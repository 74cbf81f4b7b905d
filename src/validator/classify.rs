//! Defect classifiers.
//!
//! Each classifier scans a mesh once in `refresh` and caches the matching
//! element ids. Projection reads the cache against whatever mesh it is handed
//! and silently skips ids that no longer exist in it.

use bevy::prelude::*;

use super::projection::OverlayTransform;
use crate::mesh::{EdgeId, FaceId, PolyMesh, VertexId, triangulate_faces};

/// Projected triangles ready for drawing.
#[derive(Debug, Clone, Default, PartialEq)]
pub struct FaceGeometry {
    pub positions: Vec<Vec3>,
    /// Triples indexing into `positions`
    pub indices: Vec<[u32; 3]>,
}

impl FaceGeometry {
    pub fn is_empty(&self) -> bool {
        self.indices.is_empty()
    }

    /// World-space corners of each triangle.
    pub fn triangles(&self) -> impl Iterator<Item = [Vec3; 3]> + '_ {
        self.indices.iter().filter_map(|tri| {
            Some([
                *self.positions.get(tri[0] as usize)?,
                *self.positions.get(tri[1] as usize)?,
                *self.positions.get(tri[2] as usize)?,
            ])
        })
    }
}

/// Which faces a [`FaceDefects`] classifier matches.
#[derive(Debug, Clone, Copy, PartialEq, Eq)]
pub enum FaceRule {
    /// Exactly three edges
    Triangles,
    /// More than four edges
    Ngons,
}

impl FaceRule {
    pub fn matches(self, edge_count: usize) -> bool {
        match self {
            FaceRule::Triangles => edge_count == 3,
            FaceRule::Ngons => edge_count > 4,
        }
    }
}

/// Faces matching a [`FaceRule`], plus their display triangulation.
#[derive(Debug, Clone, PartialEq)]
pub struct FaceDefects {
    rule: FaceRule,
    faces: Vec<FaceId>,
    /// Flattened triangle list covering `faces`, three ids per triangle
    triangle_vertices: Vec<VertexId>,
}

impl FaceDefects {
    pub fn new(rule: FaceRule) -> Self {
        Self {
            rule,
            faces: Vec::new(),
            triangle_vertices: Vec::new(),
        }
    }

    pub fn rule(&self) -> FaceRule {
        self.rule
    }

    pub fn refresh(&mut self, mesh: &PolyMesh) {
        self.faces = (0..mesh.faces.len() as FaceId)
            .filter(|&face| self.rule.matches(mesh.face_edge_count(face)))
            .collect();

        // Loops that revisit a corner can match on edge count while holding
        // more than three corners, so every face goes through the
        // triangulator and contributes whole triples.
        self.triangle_vertices = triangulate_faces(mesh, &self.faces);
    }

    pub fn faces(&self) -> &[FaceId] {
        &self.faces
    }

    /// Flattened display triangulation of the matched faces.
    pub fn triangle_vertices(&self) -> &[VertexId] {
        &self.triangle_vertices
    }

    pub fn count(&self) -> usize {
        self.faces.len()
    }

    /// Boundary edges of every matched face. Edges shared by two matched
    /// faces are emitted once per face.
    pub fn project_edges(
        &self,
        mesh: &PolyMesh,
        transform: &OverlayTransform,
        offset: f32,
    ) -> Vec<[Vec3; 2]> {
        let distance = transform.edge_offset(offset);
        let edges = self
            .faces
            .iter()
            .filter_map(|&face| mesh.faces.get(face as usize))
            .flat_map(|face| face.edges.iter().copied());
        project_edge_ids(mesh, edges, transform, distance)
    }

    /// Cached triangles, one fresh position per triangle corner.
    pub fn project_faces(
        &self,
        mesh: &PolyMesh,
        transform: &OverlayTransform,
        offset: f32,
    ) -> FaceGeometry {
        let distance = transform.face_offset(offset);
        let mut geometry = FaceGeometry::default();

        for tri in self.triangle_vertices.chunks_exact(3) {
            let Some(corners) = tri
                .iter()
                .map(|&v| mesh.vertices.get(v as usize))
                .collect::<Option<Vec<_>>>()
            else {
                continue;
            };

            let base = geometry.positions.len() as u32;
            geometry.positions.extend(
                corners
                    .iter()
                    .map(|v| transform.project(v.position, v.normal, distance)),
            );
            geometry.indices.push([base, base + 1, base + 2]);
        }

        geometry
    }
}

/// Edges not shared by exactly two faces.
#[derive(Debug, Clone, Default, PartialEq)]
pub struct EdgeDefects {
    edges: Vec<EdgeId>,
}

impl EdgeDefects {
    pub fn refresh(&mut self, mesh: &PolyMesh) {
        self.edges = (0..mesh.edges.len() as EdgeId)
            .filter(|&edge| !mesh.edge_is_manifold(edge))
            .collect();
    }

    pub fn edges(&self) -> &[EdgeId] {
        &self.edges
    }

    pub fn count(&self) -> usize {
        self.edges.len()
    }

    pub fn project_edges(
        &self,
        mesh: &PolyMesh,
        transform: &OverlayTransform,
        offset: f32,
    ) -> Vec<[Vec3; 2]> {
        let distance = transform.edge_offset(offset);
        project_edge_ids(mesh, self.edges.iter().copied(), transform, distance)
    }
}

fn project_edge_ids(
    mesh: &PolyMesh,
    edges: impl Iterator<Item = EdgeId>,
    transform: &OverlayTransform,
    distance: f32,
) -> Vec<[Vec3; 2]> {
    edges
        .filter_map(|edge| {
            let [a, b] = mesh.edges.get(edge as usize)?.vertices;
            let a = mesh.vertices.get(a as usize)?;
            let b = mesh.vertices.get(b as usize)?;
            Some([
                transform.project(a.position, a.normal, distance),
                transform.project(b.position, b.normal, distance),
            ])
        })
        .collect()
}

/// Named vertex valence buckets.
#[derive(Debug, Clone, Copy, PartialEq, Eq, Hash)]
pub enum PoleKind {
    /// Valence 3
    NPole,
    /// Valence 5
    EPole,
    /// Valence above 5
    MorePole,
    /// No incident edges
    Isolated,
}

impl PoleKind {
    /// Bucket for a valence. Valences 1, 2 and 4 are not poles.
    pub fn from_valence(valence: usize) -> Option<Self> {
        match valence {
            0 => Some(PoleKind::Isolated),
            3 => Some(PoleKind::NPole),
            5 => Some(PoleKind::EPole),
            v if v > 5 => Some(PoleKind::MorePole),
            _ => None,
        }
    }
}

/// Vertices bucketed by valence.
#[derive(Debug, Clone, Default, PartialEq)]
pub struct PoleDefects {
    n_poles: Vec<VertexId>,
    e_poles: Vec<VertexId>,
    more_poles: Vec<VertexId>,
    isolated: Vec<VertexId>,
}

impl PoleDefects {
    pub fn refresh(&mut self, mesh: &PolyMesh) {
        self.n_poles.clear();
        self.e_poles.clear();
        self.more_poles.clear();
        self.isolated.clear();

        for vertex in 0..mesh.vertices.len() as VertexId {
            if let Some(kind) = PoleKind::from_valence(mesh.vertex_valence(vertex)) {
                self.bucket_mut(kind).push(vertex);
            }
        }
    }

    pub fn vertices(&self, kind: PoleKind) -> &[VertexId] {
        match kind {
            PoleKind::NPole => &self.n_poles,
            PoleKind::EPole => &self.e_poles,
            PoleKind::MorePole => &self.more_poles,
            PoleKind::Isolated => &self.isolated,
        }
    }

    fn bucket_mut(&mut self, kind: PoleKind) -> &mut Vec<VertexId> {
        match kind {
            PoleKind::NPole => &mut self.n_poles,
            PoleKind::EPole => &mut self.e_poles,
            PoleKind::MorePole => &mut self.more_poles,
            PoleKind::Isolated => &mut self.isolated,
        }
    }

    pub fn count(&self, kind: PoleKind) -> usize {
        self.vertices(kind).len()
    }

    pub fn project_points(
        &self,
        mesh: &PolyMesh,
        kind: PoleKind,
        transform: &OverlayTransform,
        offset: f32,
    ) -> Vec<Vec3> {
        let distance = transform.edge_offset(offset);
        self.vertices(kind)
            .iter()
            .filter_map(|&v| mesh.vertices.get(v as usize))
            .map(|v| transform.project(v.position, v.normal, distance))
            .collect()
    }
}

/// Borrowed view of the classifier behind one category.
#[derive(Debug, Clone, Copy)]
pub enum ClassifierRef<'a> {
    Faces(&'a FaceDefects),
    Edges(&'a EdgeDefects),
    Poles(&'a PoleDefects, PoleKind),
}

impl ClassifierRef<'_> {
    pub fn count(&self) -> usize {
        match self {
            ClassifierRef::Faces(faces) => faces.count(),
            ClassifierRef::Edges(edges) => edges.count(),
            ClassifierRef::Poles(poles, kind) => poles.count(*kind),
        }
    }
}

#[cfg(test)]
mod tests {
    use super::*;
    use crate::mesh::poly_mesh::fixtures::*;

    fn refreshed_faces(rule: FaceRule, mesh: &PolyMesh) -> FaceDefects {
        let mut defects = FaceDefects::new(rule);
        defects.refresh(mesh);
        defects
    }

    fn refreshed_poles(mesh: &PolyMesh) -> PoleDefects {
        let mut poles = PoleDefects::default();
        poles.refresh(mesh);
        poles
    }

    #[test]
    fn cube_has_no_face_or_edge_defects() {
        let mesh = cube();
        assert_eq!(refreshed_faces(FaceRule::Triangles, &mesh).count(), 0);
        assert_eq!(refreshed_faces(FaceRule::Ngons, &mesh).count(), 0);

        let mut edges = EdgeDefects::default();
        edges.refresh(&mesh);
        assert_eq!(edges.count(), 0);
    }

    #[test]
    fn cube_corners_are_n_poles() {
        let poles = refreshed_poles(&cube());
        assert_eq!(poles.count(PoleKind::NPole), 8);
        assert_eq!(poles.count(PoleKind::EPole), 0);
        assert_eq!(poles.count(PoleKind::MorePole), 0);
        assert_eq!(poles.count(PoleKind::Isolated), 0);
    }

    #[test]
    fn single_triangle_projects_one_triple() {
        let mesh = single_triangle();
        let triangles = refreshed_faces(FaceRule::Triangles, &mesh);
        assert_eq!(triangles.count(), 1);
        assert_eq!(refreshed_faces(FaceRule::Ngons, &mesh).count(), 0);

        let geometry = triangles.project_faces(&mesh, &OverlayTransform::identity(), 0.1);
        assert_eq!(geometry.positions.len(), 3);
        assert_eq!(geometry.indices, vec![[0, 1, 2]]);
    }

    #[test]
    fn fan_reports_the_shared_edge() {
        let mesh = non_manifold_fan();
        let mut edges = EdgeDefects::default();
        edges.refresh(&mesh);

        let Some(shared) = mesh.find_edge(0, 1) else {
            panic!("fan should contain the spine edge");
        };
        assert!(edges.edges().contains(&shared));
        assert!(!mesh.edge_is_manifold(shared));
        // Every other edge borders a single face.
        assert!(edges.edges().iter().all(|&e| mesh.edge_face_count(e) != 2));
    }

    #[test]
    fn face_rules_partition_with_quads() {
        let mut mesh = cube();
        let extra = mesh.add_vertex(Vec3::new(0.0, 2.0, 0.0), Vec3::Y);
        mesh.add_face(&[2, 3, extra]);
        let octagon = regular_polygon(8);
        let offset = mesh.vertices.len() as u32;
        for v in &octagon.vertices {
            mesh.add_vertex(v.position + Vec3::X * 5.0, v.normal);
        }
        mesh.add_face(&(offset..offset + 8).collect::<Vec<_>>());

        let triangles = refreshed_faces(FaceRule::Triangles, &mesh);
        let ngons = refreshed_faces(FaceRule::Ngons, &mesh);
        let quads = (0..mesh.faces.len() as u32)
            .filter(|&f| mesh.face_edge_count(f) == 4)
            .count();

        assert_eq!(triangles.count(), 1);
        assert_eq!(ngons.count(), 1);
        assert_eq!(triangles.count() + ngons.count() + quads, mesh.faces.len());
        assert!(triangles.faces().iter().all(|f| !ngons.faces().contains(f)));
    }

    #[test]
    fn ngon_triangulation_is_cached() {
        let mesh = regular_polygon(8);
        let ngons = refreshed_faces(FaceRule::Ngons, &mesh);
        assert_eq!(ngons.triangle_vertices().len(), 18);

        let geometry = ngons.project_faces(&mesh, &OverlayTransform::identity(), 0.1);
        assert_eq!(geometry.indices.len(), 6);
        assert_eq!(geometry.positions.len(), 18);
    }

    #[test]
    fn face_edges_include_shared_edges_twice() {
        let mut mesh = PolyMesh::from_polygons(
            &[
                Vec3::ZERO,
                Vec3::X,
                Vec3::new(0.5, 1.0, 0.0),
                Vec3::new(0.5, -1.0, 0.0),
            ],
            &[vec![0, 1, 2], vec![1, 0, 3]],
        );
        mesh.recompute_normals();
        let triangles = refreshed_faces(FaceRule::Triangles, &mesh);
        let edges = triangles.project_edges(&mesh, &OverlayTransform::identity(), 0.1);
        assert_eq!(edges.len(), 6);
    }

    #[test]
    fn revisited_corner_keeps_triples_aligned() {
        let mut mesh = PolyMesh::from_polygons(
            &[
                Vec3::ZERO,
                Vec3::X,
                Vec3::Y,
                Vec3::new(3.0, 0.0, 0.0),
                Vec3::new(4.0, 0.0, 0.0),
                Vec3::new(3.0, 1.0, 0.0),
            ],
            &[vec![0, 1, 2, 0, 1], vec![3, 4, 5]],
        );
        mesh.recompute_normals();
        assert_eq!(mesh.face_edge_count(0), 3);

        let triangles = refreshed_faces(FaceRule::Triangles, &mesh);
        assert_eq!(triangles.count(), 2);

        let flat = triangles.triangle_vertices();
        assert_eq!(flat.len() % 3, 0);
        assert_eq!(flat.chunks(3).last(), Some(&[3, 4, 5][..]));

        let geometry = triangles.project_faces(&mesh, &OverlayTransform::identity(), 0.1);
        assert_eq!(geometry.indices.len(), flat.len() / 3);
    }

    #[test]
    fn valence_buckets_are_exclusive() {
        for valence in 0..12 {
            let expected = match valence {
                0 => Some(PoleKind::Isolated),
                3 => Some(PoleKind::NPole),
                5 => Some(PoleKind::EPole),
                6.. => Some(PoleKind::MorePole),
                _ => None,
            };
            assert_eq!(PoleKind::from_valence(valence), expected);
        }
    }

    #[test]
    fn isolated_vertex_is_reported() {
        let mut mesh = cube();
        let lonely = mesh.add_vertex(Vec3::splat(4.0), Vec3::ZERO);
        let poles = refreshed_poles(&mesh);
        assert_eq!(poles.vertices(PoleKind::Isolated), &[lonely]);

        let points =
            poles.project_points(&mesh, PoleKind::Isolated, &OverlayTransform::identity(), 0.1);
        assert_eq!(points, vec![Vec3::splat(4.0)]);
    }

    #[test]
    fn refresh_is_idempotent() {
        let mesh = non_manifold_fan();
        let mut poles = refreshed_poles(&mesh);
        let first = poles.clone();
        poles.refresh(&mesh);
        assert_eq!(poles, first);

        let mut ngons = refreshed_faces(FaceRule::Ngons, &regular_polygon(7));
        let first = ngons.clone();
        ngons.refresh(&regular_polygon(7));
        assert_eq!(ngons, first);
    }

    #[test]
    fn stale_ids_are_skipped() {
        let mesh = regular_polygon(6);
        let ngons = refreshed_faces(FaceRule::Ngons, &mesh);
        let emptied = PolyMesh::default();
        let transform = OverlayTransform::identity();
        assert!(ngons.project_edges(&emptied, &transform, 0.1).is_empty());
        assert!(ngons.project_faces(&emptied, &transform, 0.1).is_empty());
    }
}
//! Read-only topology queries over a `PolyMesh`.
//!
//! Every query is total: ids past the end of the mesh report zero or `false`
//! instead of panicking, so callers holding ids from an older snapshot never
//! crash a scan.

use super::poly_mesh::{EdgeId, FaceId, PolyMesh, VertexId};

/// Aggregate element counts used as the cheap dirty check between snapshots.
#[derive(Debug, Clone, Copy, Default, PartialEq, Eq, Hash)]
pub struct MeshCounts {
    pub verts: usize,
    pub edges: usize,
    pub faces: usize,
    /// Triangles a full loop triangulation would produce.
    pub loop_triangles: usize,
}

impl PolyMesh {
    /// Number of edges bounding a face.
    pub fn face_edge_count(&self, face: FaceId) -> usize {
        self.faces.get(face as usize).map_or(0, |f| f.edges.len())
    }

    /// Number of faces using an edge.
    pub fn edge_face_count(&self, edge: EdgeId) -> usize {
        self.edges.get(edge as usize).map_or(0, |e| e.faces.len())
    }

    /// An edge is manifold when exactly two faces use it.
    pub fn edge_is_manifold(&self, edge: EdgeId) -> bool {
        self.edge_face_count(edge) == 2
    }

    /// Number of edges touching a vertex.
    pub fn vertex_valence(&self, vertex: VertexId) -> usize {
        self.vertices.get(vertex as usize).map_or(0, |v| v.edges.len())
    }

    /// Triangles produced by triangulating every face (k - 2 per k-gon).
    pub fn loop_triangle_count(&self) -> usize {
        self.faces
            .iter()
            .map(|f| f.vertices.len().saturating_sub(2))
            .sum()
    }

    pub fn counts(&self) -> MeshCounts {
        MeshCounts {
            verts: self.vertices.len(),
            edges: self.edges.len(),
            faces: self.faces.len(),
            loop_triangles: self.loop_triangle_count(),
        }
    }
}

* **To do**
Where a line of the entries contains the word "indices", copy that line.

* **Finished exercise**
    pub indices: Vec<[u32; 3]>,
        self.indices.is_empty()
        self.indices.iter().filter_map(|tri| {
            geometry.indices.push([base, base + 1, base + 2]);
        assert_eq!(geometry.indices, vec![[0, 1, 2]]);
        assert_eq!(geometry.indices.len(), 6);
        assert_eq!(geometry.indices.len(), flat.len() / 3);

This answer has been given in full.